Blog Scraper: Technical Description
Overview
The Blog Scraper is designed to automatically collect and process blog posts from the Metis.io website. It uses a lightweight HTML parsing approach to extract relevant information efficiently and store it in a structured format suitable for consumption by Alith AI agents.
Architecture
The blog scraper follows a straightforward pipeline architecture:
- Fetch HTML: Retrieve the blog listing page
- Extract Post Metadata: Parse HTML to identify blog posts and their metadata
- Fetch Individual Posts: Retrieve the full content of each blog post
- Process and Structure: Transform the raw data into a structured format
- Store Results: Save the processed data as JSON
Implementation Details
Core Components
scripts/addknowledge_blog.py # Main scraper implementation
.github/workflows/addknowledge_blog.yaml # Automation workflow
knowledge/metis/blog.json # Output knowledge file
Dependencies
The blog scraper has minimal dependencies to ensure reliability:
requests
: For making HTTP requests to the blog websitebeautifulsoup4
: For parsing HTML contenthashlib
: For generating unique identifiers- Standard library modules (
json
,datetime
,os
)
Key Functions
Fetching Blog Posts
def fetch_blog_posts():
response = requests.get(BLOG_URL)
if response.status_code != 200:
raise Exception("Failed to fetch blog page.")
soup = BeautifulSoup(response.text, "html.parser")
return soup.find_all(
"div", {"role": "listitem", "class": "collection-item tech w-dyn-item"}
)
Parsing Blog Items
def parse_blog_item(item):
link_tag = item.find("a", {"aria-label": "link-article"})
link = link_tag["href"]
date = item.find("div", class_="text-1-pc").text.strip()
author = (
item.find("div", class_="autor-tag").text.strip()

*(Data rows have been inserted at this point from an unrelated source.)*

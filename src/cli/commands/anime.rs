//! Subject detail and episode list handlers

use anyhow::Context;

use crate::models::{Availability, Episode, EpisodeType, SubjectId};
use crate::services::EpisodeQuery;
use crate::state::AppState;
use crate::stores::Location;

pub async fn cmd_anime_info(
    state: &AppState,
    id: SubjectId,
    from: Option<&str>,
) -> anyhow::Result<()> {
    let detail_path = format!("/anime/{id}");
    if from.is_some() {
        state
            .navigation
            .record_detail_visit(&detail_path, from, &Location::new(&detail_path));
    }

    let detail = state.detail_store();
    detail
        .fetch_all(id)
        .await
        .with_context(|| format!("Failed to load subject {id}"))?;

    let Some(subject) = detail.subject() else {
        println!("Subject {id} not found.");
        return Ok(());
    };

    println!("{}", subject.display_name());
    if subject.display_name() != subject.name {
        println!("{}", subject.name);
    }
    println!("{:-<70}", "");
    println!("  ID:       {}", subject.id);
    println!(
        "  Aired:    {}",
        subject
            .air_date
            .as_deref()
            .or(subject.date.as_deref())
            .unwrap_or("?")
    );
    println!(
        "  Episodes: {}",
        subject
            .total_episodes
            .or(subject.eps)
            .map_or_else(|| "?".to_string(), |n| n.to_string())
    );
    println!(
        "  Rating:   {:.1} ({} votes){}",
        subject.rating.score,
        subject.rating.total,
        subject.rank.map(|r| format!(", rank #{r}")).unwrap_or_default()
    );
    if !subject.tags.is_empty() {
        let tags: Vec<&str> = subject.tags.iter().take(8).map(|t| t.name.as_str()).collect();
        println!("  Tags:     {}", tags.join(", "));
    }
    if !subject.summary.is_empty() {
        println!();
        println!("{}", subject.summary.trim());
    }

    let episodes = detail.main_episodes();
    println!();
    println!("Episodes ({})", episodes.len());
    println!("{:-<70}", "");
    let availability = detail.availability();
    for episode in &episodes {
        print_episode(episode, availability.as_ref());
    }

    if availability.is_none() {
        println!();
        println!("No resources collected for this subject yet.");
    } else if !detail.has_resource() {
        println!();
        println!("No episode has a release yet.");
    }

    Ok(())
}

pub async fn cmd_episodes(
    state: &AppState,
    id: SubjectId,
    kind: Option<u8>,
    limit: Option<u32>,
    offset: Option<u32>,
) -> anyhow::Result<()> {
    let query = EpisodeQuery {
        kind: kind.map(EpisodeType::from),
        limit,
        offset,
    };
    let page = state
        .bangumi
        .episodes(id, query)
        .await
        .with_context(|| format!("Failed to load episodes for subject {id}"))?;

    println!(
        "Episodes {}-{} of {}",
        page.offset + 1,
        page.offset as usize + page.data.len(),
        page.total
    );
    println!("{:-<70}", "");
    for episode in &page.data {
        print_episode(episode, None);
    }

    Ok(())
}

fn print_episode(episode: &Episode, availability: Option<&Availability>) {
    let marker = match availability.map(|a| a.for_episode(episode)) {
        Some(Some(ep)) if ep.available => format!("● {:>3}", ep.resource_count),
        Some(_) => "○    ".to_string(),
        None => String::new(),
    };
    let title = if episode.name_cn.is_empty() {
        &episode.name
    } else {
        &episode.name_cn
    };
    let kind = if episode.kind == EpisodeType::Main {
        String::new()
    } else {
        format!(" [{}]", episode.kind)
    };
    println!(
        "  {marker} {:>4}{kind} {} {}",
        episode.availability_key(),
        episode.airdate.as_deref().unwrap_or(""),
        title
    );
}
use ikuyo::{Config, run};

fn main() -> anyhow::Result<()> {
    let worker_threads = Config::load().map_or(0, |config| config.general.worker_threads);

    let mut builder = tokio::runtime::Builder::new_multi_thread();
    builder.enable_all();

    if worker_threads > 0 {
        builder.worker_threads(worker_threads);
    }

    let runtime = builder.build()?;
    runtime.block_on(run())
}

if item.find("div", class_="autor-tag")
else "Unknown"
)
title = item.find("div", {"fs-cmsfilter-field": "title"}).text.strip()
summary = item.find("div", class_="text-intro-pc").text.strip()
return {
"url": f"https://metis.io{link}",
"date": date,
"author": author,
"title": title,
"summary": summary,
}
Generating Unique IDs
def generate_date_hash_id(blog):
try:
pub_date = datetime.strptime(blog["date"], "%b %d, %Y")
date_str = pub_date.strftime("%d%m%Y")
hash_str = hashlib.sha256(blog["url"].encode()).hexdigest()[:8]
return f"{date_str}{hash_str}"
except (ValueError, KeyError):
print(f"Warning: Invalid date format for blog: '{blog['url']}'. Using url hash instead.")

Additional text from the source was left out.